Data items
*** Block opens ***

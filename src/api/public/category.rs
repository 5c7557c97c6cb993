use axum::{
    extract::{Extension, Path},
    http::StatusCode,
    response::Response,
    routing::get,
    Json, Router,
};
use chrono::{DateTime, Utc};
use sea_orm::DatabaseConnection;
use serde::Serialize;
use std::sync::Arc;
use uuid::Uuid;

use crate::entities::category;
use crate::middleware::logging::{to_response, ApiError};
use crate::repository::{category as category_repo, category_brand as category_brand_repo};

pub fn category_router(db: Arc<DatabaseConnection>) -> Router {
    Router::new()
        .route("/categories", get(get_categories))
        .route("/categories/tree", get(get_category_tree))
        .route("/categories/:slug", get(get_category))
        .route("/categories/:slug/children", get(get_children))
        .route("/categories/:slug/brands", get(get_category_brands))
        .layer(Extension(db))
}

async fn get_categories(
    Extension(db): Extension<Arc<DatabaseConnection>>,
) -> Result<Response, ApiError> {
    let categories = category_repo::find_all_visible(db.as_ref()).await?;
    let response: Vec<CategoryResponse> = categories.into_iter().map(CategoryResponse::new).collect();
    Ok(to_response((StatusCode::OK, Json(response)), Ok(())))
}

async fn get_category_tree(
    Extension(db): Extension<Arc<DatabaseConnection>>,
) -> Result<Response, ApiError> {
    let categories = category_repo::find_all_visible(db.as_ref()).await?;
    let tree = category_repo::build_tree(categories);
    Ok(to_response((StatusCode::OK, Json(tree)), Ok(())))
}

async fn get_category(
    Path(slug): Path<String>,
    Extension(db): Extension<Arc<DatabaseConnection>>,
) -> Result<Response, ApiError> {
    let category = find_active(db.as_ref(), &slug).await?;
    Ok(to_response(
        (StatusCode::OK, Json(CategoryResponse::new(category))),
        Ok(()),
    ))
}

async fn get_children(
    Path(slug): Path<String>,
    Extension(db): Extension<Arc<DatabaseConnection>>,
) -> Result<Response, ApiError> {
    let parent = find_active(db.as_ref(), &slug).await?;
    let response: Vec<CategoryResponse> = category_repo::find_children(db.as_ref(), parent.id)
        .await?
        .into_iter()
        .filter(|child| child.is_active)
        .map(CategoryResponse::new)
        .collect();
    Ok(to_response((StatusCode::OK, Json(response)), Ok(())))
}

async fn get_category_brands(
    Path(slug): Path<String>,
    Extension(db): Extension<Arc<DatabaseConnection>>,
) -> Result<Response, ApiError> {
    let category = find_active(db.as_ref(), &slug).await?;
    let response: Vec<CategoryBrandResponse> =
        category_brand_repo::find_by_category_id(db.as_ref(), category.id)
            .await?
            .into_iter()
            .filter_map(|(row, brand)| {
                brand
                    .filter(|brand| brand.is_active)
                    .map(|brand| CategoryBrandResponse {
                        brand_id: brand.id,
                        name: brand.name,
                        slug: brand.slug,
                        logo_url: brand.logo_url,
                        product_count: row.product_count,
                        last_updated: row.last_updated,
                    })
            })
            .collect();
    Ok(to_response((StatusCode::OK, Json(response)), Ok(())))
}

async fn find_active(db: &DatabaseConnection, slug: &str) -> Result<category::Model, ApiError> {
    match category_repo::find_visible_by_slug(db, slug).await? {
        Some(category) => Ok(category),
        None => Err(ApiError::NotFound(format!(
            "No category with slug {} was found.",
            slug
        ))),
    }
}

//Struct
#[derive(Serialize)]
pub struct CategoryResponse {
    id: Uuid,
    name: String,
    slug: String,
    parent_id: Option<Uuid>,
    path: String,
    level: i32,
    display_order: i32,
    icon_url: Option<String>,
    description: Option<String>,
}

impl CategoryResponse {
    pub fn new(value: category::Model) -> CategoryResponse {
        CategoryResponse {
            id: value.id,
            name: value.name,
            slug: value.slug,
            parent_id: value.parent_id,
            path: value.path,
            level: value.level,
            display_order: value.display_order,
            icon_url: value.icon_url,
            description: value.description,
        }
    }
}

#[derive(Serialize)]
struct CategoryBrandResponse {
    brand_id: Uuid,
    name: String,
    slug: String,
    logo_url: Option<String>,
    product_count: i32,
    last_updated: DateTime<Utc>,
}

*** Block closes ***

> Task requirements
Please print the records above exactly, leaving nothing out.

> Response below
filename src/api/public/category.rs
repository 5c7557c97c6cb993
use axum::{
    extract::{Extension, Path},
    http::StatusCode,
    response::Response,
    routing::get,
    Json, Router,
};
use chrono::{DateTime, Utc};
use sea_orm::DatabaseConnection;
use serde::Serialize;
use std::sync::Arc;
use uuid::Uuid;

use crate::entities::category;
use crate::middleware::logging::{to_response, ApiError};
use crate::repository::{category as category_repo, category_brand as category_brand_repo};

pub fn category_router(db: Arc<DatabaseConnection>) -> Router {
    Router::new()
        .route("/categories", get(get_categories))
        .route("/categories/tree", get(get_category_tree))
        .route("/categories/:slug", get(get_category))
        .route("/categories/:slug/children", get(get_children))
        .route("/categories/:slug/brands", get(get_category_brands))
        .layer(Extension(db))
}

async fn get_categories(
    Extension(db): Extension<Arc<DatabaseConnection>>,
) -> Result<Response, ApiError> {
    let categories = category_repo::find_all_visible(db.as_ref()).await?;
    let response: Vec<CategoryResponse> = categories.into_iter().map(CategoryResponse::new).collect();
    Ok(to_response((StatusCode::OK, Json(response)), Ok(())))
}

async fn get_category_tree(
    Extension(db): Extension<Arc<DatabaseConnection>>,
) -> Result<Response, ApiError> {
    let categories = category_repo::find_all_visible(db.as_ref()).await?;
    let tree = category_repo::build_tree(categories);
    Ok(to_response((StatusCode::OK, Json(tree)), Ok(())))
}

async fn get_category(
    Path(slug): Path<String>,
    Extension(db): Extension<Arc<DatabaseConnection>>,
) -> Result<Response, ApiError> {
    let category = find_active(db.as_ref(), &slug).await?;
    Ok(to_response(
        (StatusCode::OK, Json(CategoryResponse::new(category))),
        Ok(()),
    ))
}

async fn get_children(
    Path(slug): Path<String>,
    Extension(db): Extension<Arc<DatabaseConnection>>,
) -> Result<Response, ApiError> {
    let parent = find_active(db.as_ref(), &slug).await?;
    let response: Vec<CategoryResponse> = category_repo::find_children(db.as_ref(), parent.id)
        .await?
        .into_iter()
        .filter(|child| child.is_active)
        .map(CategoryResponse::new)
        .collect();
    Ok(to_response((StatusCode::OK, Json(response)), Ok(())))
}

async fn get_category_brands(
    Path(slug): Path<String>,
    Extension(db): Extension<Arc<DatabaseConnection>>,
) -> Result<Response, ApiError> {
    let category = find_active(db.as_ref(), &slug).await?;
    let response: Vec<CategoryBrandResponse> =
        category_brand_repo::find_by_category_id(db.as_ref(), category.id)
            .await?
            .into_iter()
            .filter_map(|(row, brand)| {
                brand
                    .filter(|brand| brand.is_active)
                    .map(|brand| CategoryBrandResponse {
                        brand_id: brand.id,
                        name: brand.name,
                        slug: brand.slug,
                        logo_url: brand.logo_url,
                        product_count: row.product_count,
                        last_updated: row.last_updated,
                    })
            })
            .collect();
    Ok(to_response((StatusCode::OK, Json(response)), Ok(())))
}

async fn find_active(db: &DatabaseConnection, slug: &str) -> Result<category::Model, ApiError> {
    match category_repo::find_visible_by_slug(db, slug).await? {
        Some(category) => Ok(category),
        None => Err(ApiError::NotFound(format!(
            "No category with slug {} was found.",
            slug
        ))),
    }
}

//Struct
#[derive(Serialize)]
pub struct CategoryResponse {
    id: Uuid,
    name: String,
    slug: String,
    parent_id: Option<Uuid>,
    path: String,
    level: i32,
    display_order: i32,
    icon_url: Option<String>,
    description: Option<String>,
}

impl CategoryResponse {
    pub fn new(value: category::Model) -> CategoryResponse {
        CategoryResponse {
            id: value.id,
            name: value.name,
            slug: value.slug,
            parent_id: value.parent_id,
            path: value.path,
            level: value.level,
            display_order: value.display_order,
            icon_url: value.icon_url,
            description: value.description,
        }
    }
}

#[derive(Serialize)]
struct CategoryBrandResponse {
    brand_id: Uuid,
    name: String,
    slug: String,
    logo_url: Option<String>,
    product_count: i32,
    last_updated: DateTime<Utc>,
}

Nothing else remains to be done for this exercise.